Doch es geht nicht nur um das Köpfe zählen auf einer Demonstration. Es geht auch um die Diskussion, die meist im Vorfeld geführt wird. Daher hat Fabian Weißbarth von den Berliner Jusos recht, wenn er im Taz-Interview erklärt, dass schon die Diskussion ein Erfolg ist, die beide Bündnisse nötigt den Zweck ihrer Demonstrationen zu begründen. Bisher allerdings waren beide Bündnisse mehr damit beschäftigt, dasjeweils andere zu kritisieren.

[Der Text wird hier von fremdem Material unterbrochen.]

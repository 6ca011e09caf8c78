//! Serve command handler.

use anyhow::Result;
use tracing::info;

use crate::bootstrap::CliContext;

/// Start (or adopt) the server and hold it until Ctrl-C.
pub async fn execute(ctx: &CliContext) -> Result<()> {
    let watcher = ctx.cancel_on_ctrl_c();
    let started = ctx.engine.ensure_running().await;
    if let Err(e) = started {
        watcher.abort();
        ctx.engine.dispose().await;
        return Err(e.into());
    }

    println!("Server ready at {}", ctx.engine.base_url());
    if let Some(exe) = ctx.engine.supervisor().executable() {
        println!("Binary: {}", exe.display());
    }
    println!("Press Ctrl-C to stop.");

    ctx.cancel.cancelled().await;

    info!("Shutting down");
    ctx.engine.dispose().await;
    Ok(())
}
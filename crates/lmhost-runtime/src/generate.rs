//! Text generation against the managed server.

use std::sync::Arc;
use std::time::Duration;

use lmhost_core::GenerateError;
use reqwest::Client;
use tracing::{debug, warn};

use crate::api::{GENERATE_PATH, GenerateChunk, GenerateRequest, GenerateRequestOptions};
use crate::ndjson::{NdjsonError, StreamStep, decode_ndjson, next_step};
use crate::process::ProcessSupervisor;

/// Sampling knobs and the batch-mode timeout.
#[derive(Debug, Clone, Copy, PartialEq)]
pub struct GenerateOptions {
    /// Maximum tokens to generate (`num_predict`).
    pub max_tokens: Option<u32>,
    pub temperature: Option<f32>,
    /// Whole-request timeout for non-streaming calls.
    pub timeout: Duration,
}

impl Default for GenerateOptions {
    fn default() -> Self {
        Self {
            max_tokens: None,
            temperature: None,
            timeout: Duration::from_secs(120),
        }
    }
}

impl GenerateOptions {
    const fn request_options(&self) -> GenerateRequestOptions {
        GenerateRequestOptions {
            num_predict: self.max_tokens,
            temperature: self.temperature,
        }
    }
}

/// Notification delivered to a streaming caller.
#[derive(Debug, Clone, Copy, PartialEq, Eq)]
pub enum GenerationChunk<'a> {
    /// Sent once before the request goes out.
    Pending,
    /// A text fragment, in arrival order.
    Text(&'a str),
    /// The stream failed; no final text follows.
    Failed(&'a str),
}

pub struct GenerationClient {
    supervisor: Arc<ProcessSupervisor>,
    http: Client,
}

impl GenerationClient {
    pub fn new(supervisor: Arc<ProcessSupervisor>) -> Self {
        Self {
            supervisor,
            http: Client::new(),
        }
    }

    fn url(&self) -> String {
        format!("{}{GENERATE_PATH}", self.supervisor.base_url())
    }

    /// Generate a full completion in one request.
    pub async fn generate(
        &self,
        model: &str,
        prompt: &str,
        options: &GenerateOptions,
    ) -> Result<String, GenerateError> {
        self.supervisor.ensure_running().await?;

        let response = self
            .http
            .post(self.url())
            .timeout(options.timeout)
            .json(&GenerateRequest {
                model,
                prompt,
                stream: false,
                options: options.request_options(),
            })
            .send()
            .await
            .map_err(|e| GenerateError::request(e.to_string()))?;

        let status = response.status();
        let body = response
            .text()
            .await
            .map_err(|e| GenerateError::request(e.to_string()))?;
        if !status.is_success() {
            return Err(GenerateError::Request {
                message: format!("server returned {status}: {}", body.trim()),
                status_code: Some(status.as_u16()),
            });
        }

        let chunk: GenerateChunk =
            serde_json::from_str(&body).map_err(|e| GenerateError::InvalidApiResponse {
                message: format!("response is not valid JSON: {e}"),
            })?;
        if let Some(error) = chunk.error {
            return Err(GenerateError::request(error));
        }
        chunk.response.ok_or_else(|| GenerateError::InvalidApiResponse {
            message: "response has no `response` field".to_string(),
        })
    }

    /// Generate with incremental delivery.
    ///
    /// `on_chunk` sees `Pending` first, then every fragment. The returned
    /// text is the concatenation of all fragments; on a transport error the
    /// partial text is dropped and `on_chunk` receives `Failed`.
    pub async fn generate_streaming<F>(
        &self,
        model: &str,
        prompt: &str,
        options: &GenerateOptions,
        mut on_chunk: F,
    ) -> Result<String, GenerateError>
    where
        F: FnMut(GenerationChunk<'_>) + Send,
    {
        self.supervisor.ensure_running().await?;
        on_chunk(GenerationChunk::Pending);

        match self.stream_into(model, prompt, options, &mut on_chunk).await {
            Ok(text) => Ok(text),
            Err(e) => {
                warn!(error = %e, "Streaming generation failed");
                on_chunk(GenerationChunk::Failed(&e.to_string()));
                Err(e)
            }
        }
    }

    async fn stream_into<F>(
        &self,
        model: &str,
        prompt: &str,
        options: &GenerateOptions,
        on_chunk: &mut F,
    ) -> Result<String, GenerateError>
    where
        F: FnMut(GenerationChunk<'_>) + Send,
    {
        let response = self
            .http
            .post(self.url())
            .json(&GenerateRequest {
                model,
                prompt,
                stream: true,
                options: options.request_options(),
            })
            .send()
            .await
            .map_err(|e| GenerateError::request(e.to_string()))?;

        let status = response.status();
        if !status.is_success() {
            let body = response.text().await.unwrap_or_default();
            return Err(GenerateError::Request {
                message: format!("server returned {status}: {}", body.trim()),
                status_code: Some(status.as_u16()),
            });
        }

        let mut events = Box::pin(decode_ndjson::<GenerateChunk, _, _>(response.bytes_stream()));
        let mut text = String::new();

        loop {
            let chunk = match next_step(&mut events, None).await {
                StreamStep::Item(Ok(chunk)) => chunk,
                StreamStep::Item(Err(NdjsonError::Decode { line, message })) => {
                    debug!(%line, %message, "Skipping malformed generate event");
                    continue;
                }
                StreamStep::Item(Err(NdjsonError::Transport(message))) => {
                    return Err(GenerateError::request(message));
                }
                StreamStep::End | StreamStep::Cancelled => break,
            };

            if let Some(error) = chunk.error {
                return Err(GenerateError::request(error));
            }
            if let Some(fragment) = chunk.response.as_deref().filter(|f| !f.is_empty()) {
                text.push_str(fragment);
                on_chunk(GenerationChunk::Text(fragment));
            }
            if chunk.done {
                break;
            }
        }

        Ok(text)
    }
}

#[cfg(test)]
mod tests {
    use super::*;

    #[test]
    fn test_default_timeout() {
        assert_eq!(GenerateOptions::default().timeout, Duration::from_secs(120));
    }

    #[test]
    fn test_options_map_to_wire_names() {
        let options = GenerateOptions {
            max_tokens: Some(32),
            temperature: Some(0.2),
            ..GenerateOptions::default()
        };
        let wire = options.request_options();
        assert_eq!(wire.num_predict, Some(32));
        assert_eq!(wire.temperature, Some(0.2));
    }
}
impl ProcessSupervisor {
    pub fn new(config: SupervisorConfig, source: Arc<dyn ExecutableSource>) -> Self {
        Self {
            config,
            source,
            http: Client::new(),
            log_sink: None,
            state: Arc::new(Mutex::new(SupervisorState::default())),
            lifecycle: tokio::sync::Mutex::new(()),
        }
    }

    #[must_use]
    pub fn with_log_sink(mut self, sink: Arc<dyn ServerLogSinkPort>) -> Self {
        self.log_sink = Some(sink);
        self
    }

    pub fn base_url(&self) -> String {
        self.config.base_url()
    }

    pub const fn port(&self) -> u16 {
        self.config.port
    }

    pub fn status(&self) -> ServerStatus {
        lock(&self.state).status
    }

    pub fn is_running(&self) -> bool {
        self.status().is_running()
    }

    /// Exit code of the most recent owned process, if it has exited.
    pub fn last_exit(&self) -> Option<i32> {
        lock(&self.state).last_exit
    }

    /// Executable path handed over by the source, once resolved.
    pub fn executable(&self) -> Option<PathBuf> {
        lock(&self.state).executable.clone()
    }

    /// One liveness probe against the configured port, without starting anything.
    pub async fn probe(&self) -> Result<(), String> {
        probe_liveness(&self.http, &self.base_url(), self.config.probe_timeout).await
    }

    /// Models the server on the configured port reports, without starting anything.
    pub async fn server_models(&self) -> Result<Vec<TagEntry>, String> {
        list_server_models(&self.http, &self.base_url(), self.config.probe_timeout).await
    }

    /// Make sure a server answers on the configured port.
    ///
    /// Concurrent callers share one start attempt: the first becomes the
    /// leader, the rest wait for its outcome.
    pub async fn ensure_running(&self) -> Result<(), ServerError> {
        let role = {
            let mut state = lock(&self.state);
            // A closed channel means the leader was dropped mid-start.
            if let Some(rx) = state.in_flight.clone().filter(|rx| rx.has_changed().is_ok()) {
                Err(rx)
            } else if state.status.is_running() && state.owns_live_process() {
                return Ok(());
            } else {
                let (tx, rx) = watch::channel(None);
                state.in_flight = Some(rx);
                Ok(tx)
            }
        };
        let tx = match role {
            Ok(tx) => tx,
            Err(rx) => return Self::await_outcome(rx).await,
        };

        let abandon = StartGuard {
            state: &self.state,
            armed: true,
        };
        let result = {
            let _guard = self.lifecycle.lock().await;
            self.start_sequence().await
        };
        abandon.disarm();

        lock(&self.state).in_flight = None;
        tx.send_replace(Some(result.clone()));
        result
    }

    async fn await_outcome(mut rx: watch::Receiver<StartOutcome>) -> Result<(), ServerError> {
        debug!("Start already in flight, waiting for its outcome");
        match rx.wait_for(Option::is_some).await {
            Ok(outcome) => outcome.clone().unwrap_or(Ok(())),
            // Leader dropped without reporting (its task was cancelled).
            Err(_) => Err(ServerError::StartTimeout {
                attempts: 0,
                last_error: Some("start attempt was abandoned".to_string()),
            }),
        }
    }

    async fn start_sequence(&self) -> Result<(), ServerError> {
        let base_url = self.base_url();

        let (status, external) = {
            let state = lock(&self.state);
            if state.status.is_running() && state.owns_live_process() {
                return Ok(());
            }
            (state.status, state.external)
        };

        if status.is_running() {
            if external && probe_liveness(&self.http, &base_url, self.config.probe_timeout).await.is_ok() {
                return Ok(());
            }
            warn!("Server at {} is no longer answering", base_url);
            let mut state = lock(&self.state);
            state.external = false;
            state.transition(ServerTransition::Exited { code: None });
        }

        // Never adopt a port that our own leftover child is answering on.
        let leftover = lock(&self.state).process.take();
        if let Some(link) = leftover {
            warn!(pid = ?link.pid, "Terminating leftover server process before starting");
            let code = link.terminate(Duration::ZERO).await;
            lock(&self.state).last_exit = code;
        }

        lock(&self.state).transition(ServerTransition::StartRequested);

        if probe_liveness(&self.http, &base_url, self.config.probe_timeout).await.is_ok() {
            info!("Adopting server already listening at {}", base_url);
            let mut state = lock(&self.state);
            state.external = true;
            state.transition(ServerTransition::BecameReady);
            return Ok(());
        }

        match self.spawn_and_wait(&base_url).await {
            Ok(()) => {
                lock(&self.state).transition(ServerTransition::BecameReady);
                Ok(())
            }
            Err(e) => {
                warn!(error = %e, "Server start failed");
                lock(&self.state).transition(ServerTransition::StartFailed);
                Err(e)
            }
        }
    }

    async fn resolve_executable(&self) -> Result<PathBuf, ServerError> {
        let cached = lock(&self.state).executable.clone();
        if let Some(path) = cached {
            return Ok(path);
        }
        let path = self.source.resolve().await?;
        debug!(path = %path.display(), "Resolved server executable");
        lock(&self.state).executable = Some(path.clone());
        Ok(path)
    }

    async fn spawn_and_wait(&self, base_url: &str) -> Result<(), ServerError> {
        let executable = self.resolve_executable().await?;

        let mut child = match self.spawn_child(&executable) {
            Ok(child) => child,
            Err(e) => {
                // Re-resolve next time; the file may have been removed.
                lock(&self.state).executable = None;
                return Err(ServerError::Spawn {
                    path: executable,
                    message: e.to_string(),
                });
            }
        };

        let pid = child.id();
        info!(pid = ?pid, port = %self.config.port, "Spawned server {}", executable.display());

        if let Some(stdout) = child.stdout.take() {
            spawn_stream_reader(stdout, "stdout", self.log_sink.clone());
        }
        if let Some(stderr) = child.stderr.take() {
            spawn_stream_reader(stderr, "stderr", self.log_sink.clone());
        }

        let (exit_tx, exit_rx) = watch::channel(None);
        let (stop_tx, stop_rx) = oneshot::channel();
        let generation = {
            let mut state = lock(&self.state);
            state.generation += 1;
            state.generation
        };
        let watcher = tokio::spawn(watch_child(
            child,
            generation,
            stop_rx,
            exit_tx,
            Arc::downgrade(&self.state),
        ));
        lock(&self.state).process = Some(ProcessLink {
            generation,
            pid,
            stop_tx,
            watcher,
            exit_rx: exit_rx.clone(),
        });

        match wait_for_liveness(&self.http, base_url, self.config.health, Some(exit_rx)).await {
            Ok(_) => Ok(()),
            Err(LivenessFailure::ProcessExited { code, last_error }) => {
                let mut state = lock(&self.state);
                if state.process.as_ref().is_some_and(|l| l.generation == generation) {
                    state.process = None;
                }
                state.last_exit = code;
                Err(ServerError::ExitedDuringStartup { code, last_error })
            }
            Err(LivenessFailure::Exhausted { attempts, last_error }) => {
                warn!(attempts, "Server did not become ready, killing it");
                let link = {
                    let mut state = lock(&self.state);
                    match state.process.take() {
                        Some(link) if link.generation == generation => Some(link),
                        other => {
                            state.process = other;
                            None
                        }
                    }
                };
                if let Some(link) = link {
                    let code = link.terminate(Duration::ZERO).await;
                    lock(&self.state).last_exit = code;
                }
                Err(ServerError::StartTimeout { attempts, last_error })
            }
        }
    }

    fn spawn_child(&self, executable: &std::path::Path) -> std::io::Result<Child> {
        let mut cmd = Command::new(executable);
        cmd.arg("serve")
            .env(MODELS_ENV, &self.config.models_dir)
            .env(HOST_ENV, format!("127.0.0.1:{}", self.config.port))
            .stdin(Stdio::null())
            .stdout(Stdio::piped())
            .stderr(Stdio::piped())
            .kill_on_drop(true);

        // Own process group so terminal signals aimed at the host do not
        // reach the server directly.
        #[cfg(unix)]
        cmd.process_group(0);

        cmd.spawn()
    }

    /// Stop the server. Never fails; always converges to `Stopped`.
    ///
    /// A no-op unless the status is `Running`. An adopted external server
    /// is only forgotten, never signalled.
    pub async fn stop(&self) {
        if !self.is_running() {
            debug!("Stop requested while server is {}", self.status());
            return;
        }

        let _guard = self.lifecycle.lock().await;
        let link = {
            let mut state = lock(&self.state);
            if !state.status.is_running() {
                return;
            }
            state.transition(ServerTransition::StopRequested);
            if state.external {
                state.external = false;
                None
            } else {
                state.process.take()
            }
        };

        match link {
            None => info!("Releasing server at {}", self.base_url()),
            Some(link) => {
                info!(pid = ?link.pid, "Stopping server");
                let code = link.terminate(self.config.stop_timeout).await;
                lock(&self.state).last_exit = code;
            }
        }

        lock(&self.state).transition(ServerTransition::StopCompleted);
        info!("Server stopped");
    }
}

Das zeigte sich an den beiden Debattenbeiträge im Neuen Deutschland vom vergangenen Wochenende. Während DKP-Vorstandsmitglied Patrik Köbele den Veranstalter_innen der zweiten Demonstration „Anbiederung an den Zeitgeist“ vorwarf und an der Demonstration wenig auszusetzen hat, findet Julian Holter von den Berliner Falken für die traditionelle Demonstration kein gutes Wort, vergisst aber auch nur mit einem Halbsatz die eigene sozialdemokratische Tradition zu kritisieren. Ebert und Noske kommen bei ihm gar nicht vor.

Weder Stalin noch Noske

Hier besteht die Chance für eine linke Strömung wie die NAO, die sich jenseits autoritärer nominalsozialistischer Vorstellungen, sozialdemokratischen Reformismus und autonomer Freiraumpolitik positioniert die Gelegenheit in die Debatte zu intervenieren. Dabei geht es nicht nur um die LL-Demo sondern auch um den 94 Jahrestag der Gründung der KPD.

Editorische Hinweise

Der Text erschien am 19.12.2012 auf der "NaO-Website" Dort schreibt Steinle für die Gruppe Interkomm, die im NaO-Prozess organisiert ist.